These 2 Popular Foods May Cause You To Gain Weight
These Popular Foods May Be Sabotaging Your Weight Loss
One of the important health issues of getting older is weight management. If you’re overweight in middle age, your chances of developing serious disease – like diabetes, heart disease, and even cancer – are greater. And, like most people over 50, you may have been struggling with maintaining a normal weight or trying to lose some.
If you’re still working, or just too busy to make meals at home regularly, like many of my patients you may be eating at a fast food restaurant several days a week. You might stop at one on the way to work to pick up breakfast, or grab a quick lunch or dinner. You try to make smart meal choices as are available on fast food menus and drink diet soda with your meal to cut down on unnecessary sugar. Is that so bad?
Well, if what Purdue University studies reveal is accurate, then every diet soda (or other artificially sweetened drink) you consume is actually sabotaging your weight loss efforts by boosting your appetite so that you eat more. According to UCLA Davis, every fast food meal you eat, no matter how smart of a choice it is, actually raises your BMI (body mass index) 0.03 points. So, eat out at a fast food restaurant a few times a week, and drink several diet sodas per week, and you could be causing yourself to gain weight rather than lose it.
The Purdue study involved giving lab animals sweet liquids artificially sweetened with saccharin as well as with regular sweeteners. After 10 days, the animals were given a high calorie chocolate pudding. The ones who received the artificially sweetened liquids ate more of the chocolate pudding than the others.

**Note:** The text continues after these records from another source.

//! Configuration error types.

/// Result type alias for config operations.
pub type Result<T> = std::result::Result<T, ConfigError>;

/// Errors that can occur during configuration loading.
#[derive(Debug, thiserror::Error)]
pub enum ConfigError {
    /// Failed to read a config file.
    #[error("failed to read config file '{path}': {source}")]
    ReadFile {
        path: String,
        source: std::io::Error,
    },

    /// Failed to write a config file.
    #[error("failed to write config file '{path}': {source}")]
    WriteFile {
        path: String,
        source: std::io::Error,
    },

    /// Failed to parse TOML.
    #[error("failed to parse config: {0}")]
    Parse(#[from] toml::de::Error),

    /// Failed to serialize config.
    #[error("failed to serialize config: {0}")]
    Serialize(#[from] toml::ser::Error),

    /// A value parsed but is not usable.
    #[error("invalid value for '{field}': {reason}")]
    Invalid { field: String, reason: String },
}
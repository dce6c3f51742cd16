//! In-memory runtime caches for the SofLIA learning platform.
//!
//! This crate provides:
//! - [`TtlCache`]: a generic key/value cache with per-entry expiry and lazy
//!   eviction on read
//! - [`ScormSessionStore`]: per-attempt CMI values for in-progress SCORM
//!   sessions, cleared on `Terminate`
//! - [`ScormRuntime`]: the authorized, validating caller in front of the store
//! - [`RateLimiter`]: tiered request limiting keyed by client identifier
//! - [`CacheContext`]: one owner for all of the above per process
//!
//! None of these are a system of record. Losing them costs a recomputation
//! or a stale SCORM field, never persistent state.
//!
//! # Example
//!
//! ```rust,ignore
//! use soflia_cache::{CacheConfig, CacheContext, RateLimitConfig};
//!
//! let ctx = CacheContext::new(CacheConfig::default(), RateLimitConfig::default());
//! ctx.scorm().set_session_value("attempt-1", "cmi.core.lesson_status", "completed");
//! ```

pub mod cmi;
mod config;
mod context;
mod error;
mod persistence;
pub mod ratelimit;
mod runtime;
mod scorm;
mod ttl;

pub use config::CacheConfig;
pub use context::CacheContext;
pub use error::{Error, Result};
pub use persistence::{AttemptStore, InMemoryAttempts};
pub use ratelimit::{
    RateLimitConfig, RateLimitDecision, RateLimitStats, RateLimitTier, RateLimiter, TierPolicy,
    client_identifier,
};
pub use runtime::ScormRuntime;
pub use scorm::{CmiValues, ScormSessionStore};
pub use ttl::{CacheStats, TtlCache};
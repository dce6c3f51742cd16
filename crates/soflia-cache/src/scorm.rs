//! Per-attempt store for SCORM CMI runtime values.
//!
//! Holds the values a SCORM package writes through `SetValue` so that
//! `GetValue` calls within the same browser session do not hit the
//! database. The store is never the system of record: values are flushed
//! by `Commit` and the attempt is dropped on `Terminate`.
//!
//! Keys and values are taken as-is. Shape validation and sanitization
//! happen in [`cmi`](crate::cmi) before anything reaches this module.

use std::collections::HashMap;
use std::time::Duration;

use tracing::{debug, trace};

use crate::ttl::TtlCache;

/// CMI key/value pairs for one attempt.
pub type CmiValues = HashMap<String, String>;

/// Attempt-keyed overlay on a [`TtlCache`].
///
/// Each attempt owns a sub-map that is created on first write and refreshed
/// on every later write. An attempt that goes unwritten for longer than the
/// session TTL is dropped the next time anything reads it.
#[derive(Debug, Clone)]
pub struct ScormSessionStore {
    attempts: TtlCache<CmiValues>,
}

impl ScormSessionStore {
    /// Create an empty store with the given per-attempt TTL.
    pub fn new(session_ttl: Duration) -> Self {
        Self {
            attempts: TtlCache::new(session_ttl),
        }
    }

    /// Per-attempt TTL.
    pub fn session_ttl(&self) -> Duration {
        self.attempts.default_ttl()
    }

    /// Store an already-sanitized value under `(attempt_id, key)`.
    pub fn set_session_value(&self, attempt_id: &str, key: &str, value: impl Into<String>) {
        let value = value.into();
        let size = self.attempts.update(attempt_id, self.session_ttl(), |values| {
            values.insert(key.to_string(), value);
            values.len()
        });

        trace!(attempt_id = %attempt_id, key = %key, attempt_keys = size, "SCORM value cached");
    }

    /// Read a cached value.
    pub fn get_session_value(&self, attempt_id: &str, key: &str) -> Option<String> {
        self.attempts
            .with_value(attempt_id, |values| values.get(key).cloned())
            .flatten()
    }

    /// Seed an attempt with several values at once, replacing whatever it held.
    pub fn load_session(&self, attempt_id: &str, values: CmiValues) {
        let count = values.len();
        self.attempts.set(attempt_id, values, self.session_ttl());
        debug!(attempt_id = %attempt_id, count = count, "SCORM session loaded");
    }

    /// Copy of every value cached for the attempt.
    pub fn session_values(&self, attempt_id: &str) -> Option<CmiValues> {
        self.attempts.get(attempt_id)
    }

    /// Drop everything cached for the attempt.
    ///
    /// Returns whether there was a live sub-map to drop. A later
    /// `set_session_value` starts from an empty map.
    pub fn clear_session_cache(&self, attempt_id: &str) -> bool {
        let cleared = self.attempts.remove(attempt_id).is_some();
        debug!(attempt_id = %attempt_id, cleared = cleared, "SCORM session cache cleared");
        cleared
    }

    /// Whether the attempt currently has a live sub-map.
    pub fn is_active(&self, attempt_id: &str) -> bool {
        self.attempts.contains(attempt_id)
    }

    /// Number of attempts occupying the store.
    pub fn active_attempts(&self) -> usize {
        self.attempts.len()
    }

    /// Drop attempts whose TTL has lapsed.
    pub fn purge_expired(&self) -> usize {
        self.attempts.purge_expired()
    }
}
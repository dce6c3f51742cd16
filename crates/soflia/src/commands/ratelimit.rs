//! Ratelimit command - probe the tiered rate limiter.

use anyhow::{Result, anyhow};
use clap::Args;

use soflia_cache::{RateLimitDecision, RateLimitTier, client_identifier};

use super::Context;

/// Arguments for the ratelimit command.
#[derive(Args, Debug)]
pub struct RateLimitArgs {
    /// Client identifier (IP address or user id); derived from --header when omitted
    pub identifier: Option<String>,

    /// Request header as `Name: value`, used to derive the client identifier
    #[arg(short = 'H', long = "header")]
    pub headers: Vec<String>,

    /// Tier to count against: auth, admin, api_mutation, api_read, public
    #[arg(long, conflicts_with = "path")]
    pub tier: Option<String>,

    /// Classify the tier from a request path instead
    #[arg(long)]
    pub path: Option<String>,

    /// HTTP method used with --path
    #[arg(long, default_value = "GET")]
    pub method: String,

    /// Number of requests to simulate
    #[arg(short = 'n', long, default_value_t = 1)]
    pub requests: u32,
}

/// Run the ratelimit command.
pub async fn run(args: RateLimitArgs, ctx: &Context) -> Result<()> {
    let tier = match (&args.tier, &args.path) {
        (Some(name), _) => name.parse::<RateLimitTier>().map_err(|e| anyhow!(e))?,
        (None, Some(path)) => RateLimitTier::from_path(path, &args.method),
        (None, None) => RateLimitTier::ApiRead,
    };

    let identifier = match args.identifier {
        Some(identifier) => identifier,
        None => {
            let headers = parse_headers(&args.headers)?;
            client_identifier(|name| {
                headers
                    .iter()
                    .find(|(key, _)| key.eq_ignore_ascii_case(name))
                    .map(|(_, value)| *value)
            })
        }
    };

    let cache = ctx.cache_context();
    let limiter = cache.rate_limiter();

    let decisions: Vec<RateLimitDecision> = (0..args.requests)
        .map(|_| limiter.check(&identifier, tier))
        .collect();
    let denied = decisions.iter().filter(|d| !d.allowed).count();

    if ctx.json_output {
        let rows: Vec<_> = decisions
            .iter()
            .enumerate()
            .map(|(i, d)| {
                serde_json::json!({
                    "request": i + 1,
                    "allowed": d.allowed,
                    "limit": d.limit,
                    "remaining": d.remaining,
                    "reset_at": d.reset_at.to_rfc3339(),
                    "retry_after_secs": d.retry_after_secs(),
                })
            })
            .collect();
        let report = serde_json::json!({
            "identifier": identifier,
            "tier": tier,
            "denied": denied,
            "decisions": rows,
        });
        println!("{}", serde_json::to_string_pretty(&report)?);
        return Ok(());
    }

    println!("Identifier: {}", identifier);
    println!("Tier: {}", tier);
    for (i, decision) in decisions.iter().enumerate() {
        if decision.allowed {
            println!(
                "  #{:<4} allowed  remaining {}/{}",
                i + 1,
                decision.remaining,
                decision.limit
            );
        } else {
            println!(
                "  #{:<4} denied   retry after {}s",
                i + 1,
                decision.retry_after_secs().unwrap_or(0)
            );
        }
    }

    if ctx.verbose
        && let Some(last) = decisions.last()
    {
        println!();
        for (name, value) in last.headers() {
            println!("  {}: {}", name, value);
        }
        if !last.allowed {
            let message = limiter.config().policy(tier).message;
            println!("  {}", last.error_body(&message));
        }
    }

    println!();
    println!("{} request(s), {} denied.", decisions.len(), denied);

    Ok(())
}

/// Split `Name: value` arguments.
fn parse_headers(raw: &[String]) -> Result<Vec<(&str, &str)>> {
    raw.iter()
        .map(|header| {
            header
                .split_once(':')
                .map(|(name, value)| (name.trim(), value.trim()))
                .ok_or_else(|| anyhow!("invalid header '{header}', expected 'Name: value'"))
        })
        .collect()
}
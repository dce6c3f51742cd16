//! Persistence hooks for SCORM attempts.
//!
//! The runtime cache is never the system of record. [`AttemptStore`]
//! connects it to whatever holds attempts authoritatively: it answers who
//! owns an attempt, supplies previously committed values on initialize and
//! receives values on commit.

use std::collections::HashMap;

use parking_lot::RwLock;

use crate::error::{Error, Result};
use crate::scorm::CmiValues;

/// Trait for attempt storage backends.
pub trait AttemptStore: Send + Sync {
    /// Owner of the attempt, or `None` if the attempt does not exist.
    fn owner_of(&self, attempt_id: &str) -> Result<Option<String>>;

    /// Values committed by earlier sessions of this attempt.
    fn load_values(&self, attempt_id: &str) -> Result<CmiValues>;

    /// Persist the attempt's current values.
    fn commit(&self, attempt_id: &str, values: &CmiValues) -> Result<()>;
}

#[derive(Debug, Clone, Default)]
struct AttemptRecord {
    user_id: String,
    values: CmiValues,
    commits: usize,
}

/// Attempt store kept in process memory.
///
/// Used by tests and by the trace replay command.
#[derive(Debug, Default)]
pub struct InMemoryAttempts {
    attempts: RwLock<HashMap<String, AttemptRecord>>,
}

impl InMemoryAttempts {
    pub fn new() -> Self {
        Self::default()
    }

    /// Create an attempt owned by `user_id`. Re-registering keeps its values.
    pub fn register(&self, attempt_id: impl Into<String>, user_id: impl Into<String>) {
        let user_id = user_id.into();
        self.attempts
            .write()
            .entry(attempt_id.into())
            .and_modify(|record| record.user_id.clone_from(&user_id))
            .or_insert_with(|| AttemptRecord {
                user_id,
                ..Default::default()
            });
    }

    /// Values last committed for the attempt.
    pub fn committed(&self, attempt_id: &str) -> Option<CmiValues> {
        self.attempts
            .read()
            .get(attempt_id)
            .map(|record| record.values.clone())
    }

    /// How many commits the attempt has received.
    pub fn commit_count(&self, attempt_id: &str) -> usize {
        self.attempts
            .read()
            .get(attempt_id)
            .map_or(0, |record| record.commits)
    }
}

impl AttemptStore for InMemoryAttempts {
    fn owner_of(&self, attempt_id: &str) -> Result<Option<String>> {
        Ok(self
            .attempts
            .read()
            .get(attempt_id)
            .map(|record| record.user_id.clone()))
    }

    fn load_values(&self, attempt_id: &str) -> Result<CmiValues> {
        Ok(self.committed(attempt_id).unwrap_or_default())
    }

    fn commit(&self, attempt_id: &str, values: &CmiValues) -> Result<()> {
        let mut attempts = self.attempts.write();
        let record = attempts
            .get_mut(attempt_id)
            .ok_or_else(|| Error::AttemptNotFound(attempt_id.to_string()))?;
        record.values.extend(values.iter().map(|(k, v)| (k.clone(), v.clone())));
        record.commits += 1;
        Ok(())
    }
}

#[cfg(test)]
mod tests {
    use super::*;

    #[test]
    fn test_register_and_owner() {
        let store = InMemoryAttempts::new();
        store.register("attempt-1", "user-1");

        assert_eq!(
            store.owner_of("attempt-1").unwrap(),
            Some("user-1".to_string())
        );
        assert_eq!(store.owner_of("attempt-2").unwrap(), None);
    }

    #[test]
    fn test_commit_merges_values() {
        let store = InMemoryAttempts::new();
        store.register("attempt-1", "user-1");

        let mut first = CmiValues::new();
        first.insert("cmi.location".into(), "1".into());
        first.insert("cmi.suspend_data".into(), "a".into());
        store.commit("attempt-1", &first).unwrap();

        let mut second = CmiValues::new();
        second.insert("cmi.location".into(), "2".into());
        store.commit("attempt-1", &second).unwrap();

        let values = store.load_values("attempt-1").unwrap();
        assert_eq!(values.get("cmi.location").map(String::as_str), Some("2"));
        assert_eq!(values.get("cmi.suspend_data").map(String::as_str), Some("a"));
        assert_eq!(store.commit_count("attempt-1"), 2);
    }

    #[test]
    fn test_commit_unknown_attempt() {
        let store = InMemoryAttempts::new();
        let result = store.commit("ghost", &CmiValues::new());
        assert!(matches!(result, Err(Error::AttemptNotFound(_))));
    }

    #[test]
    fn test_load_values_for_unknown_attempt_is_empty() {
        let store = InMemoryAttempts::new();
        assert!(store.load_values("ghost").unwrap().is_empty());
    }
}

To add to the issue, researchers at UCLA Davis cited information gathered by the World Health Organization to reach their conclusions. The WHO revealed that fast food consumption had risen, per person in 25 high income countries, from 27 to 33, in the years 1999 and 2008. And, their BMI also rose from 25.8 to 26.4 and that people living in these countries, on average, have been overweight for 15 years. The UCLA researchers concluded that every fast food meal you consume causes your BMI to raise 0.03 points. A healthy BMI is considered to be between 18.5 and 24.9; 25 to 29.9 is considered overweight; more than 30 is obese.
But are these findings really telling of why people are gaining weight and having trouble losing it? Another study in San Antonio, Texas followed a group of people – not lab animals – and found that those who drank more diet sodas gained more weight over time. Yet, one researcher, Barry Popkin, out of North Carolina’s Chapel Hill doesn’t believe it’s the diet soda doing the damage. It’s the people drinking the diet soda. He refers to this as the “Big Mac and diet soda” phenomena. You think you’re being “good” by ordering a no sugar “diet” drink and wind up eating more food in general – fast or otherwise.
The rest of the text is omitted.